■ What you will do ■
Reproduce nothing but the lines from the one with "#[component]" down to the last line of the data below.

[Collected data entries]
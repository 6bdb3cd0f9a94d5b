//! Endpoint Tab Bar Component
//!
//! Tabs for switching between levels, sections and questions.

use leptos::prelude::*;

use crate::context::use_app_context;
use crate::models::Endpoint;

#[component]
pub fn EndpointTabBar() -> impl IntoView {
    let ctx = use_app_context();

    view! {
        <ul class="nav nav-tabs endpoint-tab-bar">
            {Endpoint::ALL
                .into_iter()
                .map(|endpoint| {
                    let tab_class = move || {
                        if ctx.endpoint.get() == endpoint { "nav-link active" } else { "nav-link" }
                    };
                    view! {
                        <li class="nav-item">
                            <a
                                class=tab_class
                                href=format!("/items/{}", endpoint.as_str())
                                on:click=move |ev| {
                                    ev.prevent_default();
                                    ctx.set_endpoint(endpoint);
                                }
                            >
                                {endpoint.label()}
                            </a>
                        </li>
                    }
                })
                .collect_view()}
        </ul>
    }
}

■ Output ■
#[component]
pub fn EndpointTabBar() -> impl IntoView {
    let ctx = use_app_context();

    view! {
        <ul class="nav nav-tabs endpoint-tab-bar">
            {Endpoint::ALL
                .into_iter()
                .map(|endpoint| {
                    let tab_class = move || {
                        if ctx.endpoint.get() == endpoint { "nav-link active" } else { "nav-link" }
                    };
                    view! {
                        <li class="nav-item">
                            <a
                                class=tab_class
                                href=format!("/items/{}", endpoint.as_str())
                                on:click=move |ev| {
                                    ev.prevent_default();
                                    ctx.set_endpoint(endpoint);
                                }
                            >
                                {endpoint.label()}
                            </a>
                        </li>
                    }
                })
                .collect_view()}
        </ul>
    }
}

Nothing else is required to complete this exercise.